Costs Of Different Formulations
When looking at Strattera compared to Adderall, price should also be a consideration. Generally speaking, Strattera is cheaper for a month’s supply than Adderall, and the same is true of their generics. Buying Strattera online in licensed pharmacies can make it even cheaper. However, there are ways that amphetamine and dextroamphetamine can be made more affordable as well, which users should look into.
Switching From Adderall To Strattera
Because atomoxetine is considered to be a safer drug, many patients are interested in switching to it from Adderall and other stimulant ADHD medications. It is possible to make a change.
A doctor should closely monitor any transition to a new medication. Users should be clear with their doctor about all the medications they are already taking, including amphetamine and dextroamphetamine.
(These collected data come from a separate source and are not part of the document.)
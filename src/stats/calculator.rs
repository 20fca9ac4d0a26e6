//! Statistics Calculator Module
//! Grouped means, event-window comparison, rankings and pivots over observations.

use crate::data::{Area, Observation, YearMonth};
use chrono::NaiveDate;
use statrs::statistics::Statistics;
use std::collections::BTreeMap;

/// First day of the Covid window; everything earlier counts as "before".
pub const COVID_START: NaiveDate = match NaiveDate::from_ymd_opt(2020, 3, 1) {
    Some(date) => date,
    None => panic!("invalid Covid start date"),
};

/// Last day of the Covid window, inclusive.
pub const COVID_END: NaiveDate = match NaiveDate::from_ymd_opt(2020, 6, 30) {
    Some(date) => date,
    None => panic!("invalid Covid end date"),
};

/// Mean rate per date, ordered by date.
pub type Trend = Vec<(NaiveDate, f64)>;

/// Urban and rural trends side by side.
#[derive(Debug, Clone, Default, PartialEq)]
pub struct AreaTrends {
    pub urban: Trend,
    pub rural: Trend,
}

/// Mean rate before and during the Covid window. `NaN` when a window is empty.
#[derive(Debug, Clone, Copy)]
pub struct CovidImpact {
    pub before: f64,
    pub during: f64,
}

/// Min, mean and max rate of one region.
#[derive(Debug, Clone, PartialEq)]
pub struct RegionSummary {
    pub region: String,
    pub min: f64,
    pub mean: f64,
    pub max: f64,
}

/// Mean rate with regions as rows and year-month periods as columns.
#[derive(Debug, Clone, Default, PartialEq)]
pub struct PivotTable {
    /// Region names, sorted.
    pub rows: Vec<String>,
    /// Periods, sorted.
    pub columns: Vec<YearMonth>,
    /// `cells[row][column]`, `None` where no observation exists.
    pub cells: Vec<Vec<Option<f64>>>,
}

/// Handles the read-only aggregations over the observation table.
pub struct StatsCalculator;

impl StatsCalculator {
    /// Arithmetic mean of the rate column. `NaN` for an empty selection.
    pub fn mean_rate<'a>(records: impl IntoIterator<Item = &'a Observation>) -> f64 {
        records.into_iter().map(|r| r.rate).mean()
    }

    /// Group rates by `key` and average each group, ordered by key.
    fn grouped_means<K: Ord>(
        records: &[Observation],
        key: impl Fn(&Observation) -> K,
    ) -> BTreeMap<K, f64> {
        let mut groups: BTreeMap<K, Vec<f64>> = BTreeMap::new();
        for record in records {
            groups.entry(key(record)).or_default().push(record.rate);
        }
        groups
            .into_iter()
            .map(|(k, values)| (k, values.mean()))
            .collect()
    }

    /// Mean rate per distinct date.
    pub fn overall_trend(records: &[Observation]) -> Trend {
        Self::grouped_means(records, |r| r.date).into_iter().collect()
    }

    /// Mean rate per date for one area category.
    pub fn area_trend(records: &[Observation], area: &Area) -> Trend {
        let selected: Vec<Observation> = records
            .iter()
            .filter(|r| &r.area == area)
            .cloned()
            .collect();
        Self::overall_trend(&selected)
    }

    pub fn area_trends(records: &[Observation]) -> AreaTrends {
        AreaTrends {
            urban: Self::area_trend(records, &Area::Urban),
            rural: Self::area_trend(records, &Area::Rural),
        }
    }

    /// Mean before [`COVID_START`] vs mean within [`COVID_START`]..=[`COVID_END`].
    pub fn covid_impact(records: &[Observation]) -> CovidImpact {
        let before = Self::mean_rate(records.iter().filter(|r| r.date < COVID_START));
        let during = Self::mean_rate(
            records
                .iter()
                .filter(|r| r.date >= COVID_START && r.date <= COVID_END),
        );
        CovidImpact { before, during }
    }

    /// Regions with the highest mean rate, descending. Equal means keep name order.
    pub fn top_regions(records: &[Observation], n: usize) -> Vec<(String, f64)> {
        let mut ranked: Vec<(String, f64)> = Self::grouped_means(records, |r| r.region.clone())
            .into_iter()
            .collect();
        ranked.sort_by(|a, b| b.1.total_cmp(&a.1));
        ranked.truncate(n);
        ranked
    }

    /// Mean rate per calendar month across all years and regions.
    pub fn monthly_seasonality(records: &[Observation]) -> Vec<(u32, f64)> {
        Self::grouped_means(records, |r| r.month())
            .into_iter()
            .collect()
    }

    /// Region x year-month matrix of mean rates.
    pub fn region_month_pivot(records: &[Observation]) -> PivotTable {
        let means = Self::grouped_means(records, |r| (r.region.clone(), r.year_month()));

        let mut rows: Vec<String> = means.keys().map(|(region, _)| region.clone()).collect();
        rows.dedup();
        let mut columns: Vec<YearMonth> = means.keys().map(|(_, period)| *period).collect();
        columns.sort();
        columns.dedup();

        let cells = rows
            .iter()
            .map(|region| {
                columns
                    .iter()
                    .map(|period| means.get(&(region.clone(), *period)).copied())
                    .collect()
            })
            .collect();

        PivotTable {
            rows,
            columns,
            cells,
        }
    }

    /// Min, mean, max per region, sorted by descending mean.
    pub fn region_summary(records: &[Observation]) -> Vec<RegionSummary> {
        let mut groups: BTreeMap<&str, Vec<f64>> = BTreeMap::new();
        for record in records {
            groups.entry(record.region.as_str()).or_default().push(record.rate);
        }

        let mut summaries: Vec<RegionSummary> = groups
            .into_iter()
            .map(|(region, values)| RegionSummary {
                region: region.to_string(),
                min: Statistics::min(&values),
                mean: Statistics::mean(&values),
                max: Statistics::max(&values),
            })
            .collect();
        summaries.sort_by(|a, b| b.mean.total_cmp(&a.mean));
        summaries
    }
}

#[cfg(test)]
mod tests {
    use super::*;
    use std::collections::BTreeSet;

    fn cell(pivot: &PivotTable, region: &str, period: YearMonth) -> Option<f64> {
        let row = pivot.rows.iter().position(|r| r == region)?;
        let col = pivot.columns.iter().position(|c| *c == period)?;
        pivot.cells[row][col]
    }

    fn date(y: i32, m: u32, d: u32) -> NaiveDate {
        NaiveDate::from_ymd_opt(y, m, d).unwrap()
    }

    fn obs(d: NaiveDate, region: &str, area: Area, rate: f64) -> Observation {
        Observation::new(d, region, area, rate)
    }

    fn sample() -> Vec<Observation> {
        vec![
            obs(date(2019, 5, 31), "Assam", Area::Rural, 4.0),
            obs(date(2019, 5, 31), "Assam", Area::Urban, 8.0),
            obs(date(2019, 5, 31), "Bihar", Area::Rural, 10.0),
            obs(date(2020, 4, 30), "Bihar", Area::Urban, 40.0),
            obs(date(2020, 4, 30), "Goa", Area::Rural, 6.0),
            obs(date(2020, 5, 31), "Goa", Area::Urban, 12.0),
            obs(date(2020, 5, 31), "Kerala", Area::Rural, 3.0),
            obs(date(2019, 6, 30), "Delhi", Area::Urban, 15.0),
            obs(date(2019, 6, 30), "Punjab", Area::Rural, 7.0),
        ]
    }

    #[test]
    fn before_and_during_window_means() {
        let records = vec![
            obs(date(2020, 2, 1), "A", Area::Urban, 5.0),
            obs(date(2020, 4, 1), "A", Area::Urban, 20.0),
        ];

        let impact = StatsCalculator::covid_impact(&records);

        assert_eq!(impact.before, 5.0);
        assert_eq!(impact.during, 20.0);
    }

    #[test]
    fn window_bounds_are_inclusive() {
        let records = vec![
            obs(date(2020, 3, 1), "A", Area::Urban, 10.0),
            obs(date(2020, 6, 30), "A", Area::Urban, 30.0),
            obs(date(2020, 7, 1), "A", Area::Urban, 99.0),
        ];

        let impact = StatsCalculator::covid_impact(&records);

        assert_eq!(impact.during, 20.0);
        assert!(impact.before.is_nan());
    }

    #[test]
    fn empty_selection_is_nan() {
        assert!(StatsCalculator::mean_rate(&Vec::<Observation>::new()).is_nan());
        let impact = StatsCalculator::covid_impact(&[]);
        assert!(impact.before.is_nan() && impact.during.is_nan());
    }

    #[test]
    fn overall_trend_covers_every_distinct_date() {
        let records = sample();

        let trend = StatsCalculator::overall_trend(&records);

        let trend_dates: BTreeSet<NaiveDate> = trend.iter().map(|(d, _)| *d).collect();
        let distinct: BTreeSet<NaiveDate> = records.iter().map(|r| r.date).collect();
        assert_eq!(trend_dates, distinct);
        assert!(trend.windows(2).all(|w| w[0].0 < w[1].0));
        assert_eq!(trend[0].0, date(2019, 5, 31));
        assert!((trend[0].1 - 22.0 / 3.0).abs() < 1e-9);
    }

    #[test]
    fn area_trends_split_urban_and_rural() {
        let trends = StatsCalculator::area_trends(&sample());

        assert_eq!(
            trends.urban,
            vec![
                (date(2019, 5, 31), 8.0),
                (date(2019, 6, 30), 15.0),
                (date(2020, 4, 30), 40.0),
                (date(2020, 5, 31), 12.0),
            ]
        );
        assert_eq!(trends.rural.len(), 4);
        assert_eq!(trends.rural[0], (date(2019, 5, 31), 7.0));
    }

    #[test]
    fn top_regions_is_sorted_subset() {
        let records = sample();
        let regions: BTreeSet<String> = records.iter().map(|r| r.region.clone()).collect();

        let top = StatsCalculator::top_regions(&records, 5);

        assert_eq!(top.len(), 5.min(regions.len()));
        assert!(top.iter().all(|(r, _)| regions.contains(r)));
        assert!(top.windows(2).all(|w| w[0].1 >= w[1].1));
        assert_eq!(top[0], ("Bihar".to_string(), 25.0));
    }

    #[test]
    fn top_regions_with_fewer_regions_than_n() {
        let records = vec![
            obs(date(2020, 1, 31), "A", Area::Rural, 1.0),
            obs(date(2020, 1, 31), "B", Area::Rural, 2.0),
        ];

        let top = StatsCalculator::top_regions(&records, 5);

        assert_eq!(top, vec![("B".to_string(), 2.0), ("A".to_string(), 1.0)]);
    }

    #[test]
    fn seasonality_groups_by_month_number() {
        let seasonality = StatsCalculator::monthly_seasonality(&sample());

        let months: Vec<u32> = seasonality.iter().map(|(m, _)| *m).collect();
        assert_eq!(months, vec![4, 5, 6]);
        // May: 4, 8, 10 (2019) and 12, 3 (2020)
        assert!((seasonality[1].1 - 37.0 / 5.0).abs() < 1e-9);
    }

    #[test]
    fn pivot_has_region_rows_and_period_columns() {
        let pivot = StatsCalculator::region_month_pivot(&sample());

        assert_eq!(
            pivot.rows,
            vec!["Assam", "Bihar", "Delhi", "Goa", "Kerala", "Punjab"]
        );
        assert_eq!(pivot.columns.len(), 4);
        assert!(pivot.columns.windows(2).all(|w| w[0] < w[1]));
        assert_eq!(pivot.cells.len(), pivot.rows.len());
        assert!(pivot.cells.iter().all(|row| row.len() == pivot.columns.len()));

        let may_2019 = YearMonth { year: 2019, month: 5 };
        assert_eq!(cell(&pivot, "Assam", may_2019), Some(6.0));
        assert_eq!(cell(&pivot, "Kerala", may_2019), None);
    }

    #[test]
    fn region_summary_min_mean_max() {
        let records = vec![
            obs(date(2020, 1, 31), "A", Area::Rural, 1.0),
            obs(date(2020, 2, 29), "A", Area::Rural, 2.0),
            obs(date(2020, 3, 31), "A", Area::Urban, 3.0),
        ];

        let summary = StatsCalculator::region_summary(&records);

        assert_eq!(summary.len(), 1);
        assert_eq!(summary[0].region, "A");
        assert_eq!(summary[0].min, 1.0);
        assert_eq!(summary[0].mean, 2.0);
        assert_eq!(summary[0].max, 3.0);
    }

    #[test]
    fn region_summary_is_ordered_and_bounded() {
        let summary = StatsCalculator::region_summary(&sample());

        assert!(summary.windows(2).all(|w| w[0].mean >= w[1].mean));
        for s in &summary {
            assert!(s.min <= s.mean && s.mean <= s.max, "{} out of order", s.region);
        }
    }
}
In general, doctors will not suggest a long waiting period between stopping amphetamine and dextroamphetamine and starting atomoxetine. However, they might prefer it to be done at a time that is more suited to the needs of the patient. For example, children might be best making the switch over summer break while adults might want to do it during a period of vacation from work. In most cases, it takes about six weeks for the full effects to be noticeable.
Can One Take Strattera And Adderall Together?
Doctors prescribing both Strattera and Adderall together are rare. However, it is not unheard of. In general, this is done when Adderall is effective but wears off too early in the day. The patient may then take a Strattera dose to cover the rest of the day without risking an Adderall overdose.
Only a doctor can prescribe concurrent use of amphetamine and dextroamphetamine and atomoxetine. Patients should not attempt to access the medications on their own nor use them together without explicit directions to do so.
In Case Of Strattera Or Adderall Misuse
Any medication can become problematic if the user approaches it incorrectly. Whether someone is addicted or just wants to stop the use, they can turn to an addiction center. There, treatment for substance abuse passes under close medical supervision with the right therapies to help the user get and stay clean.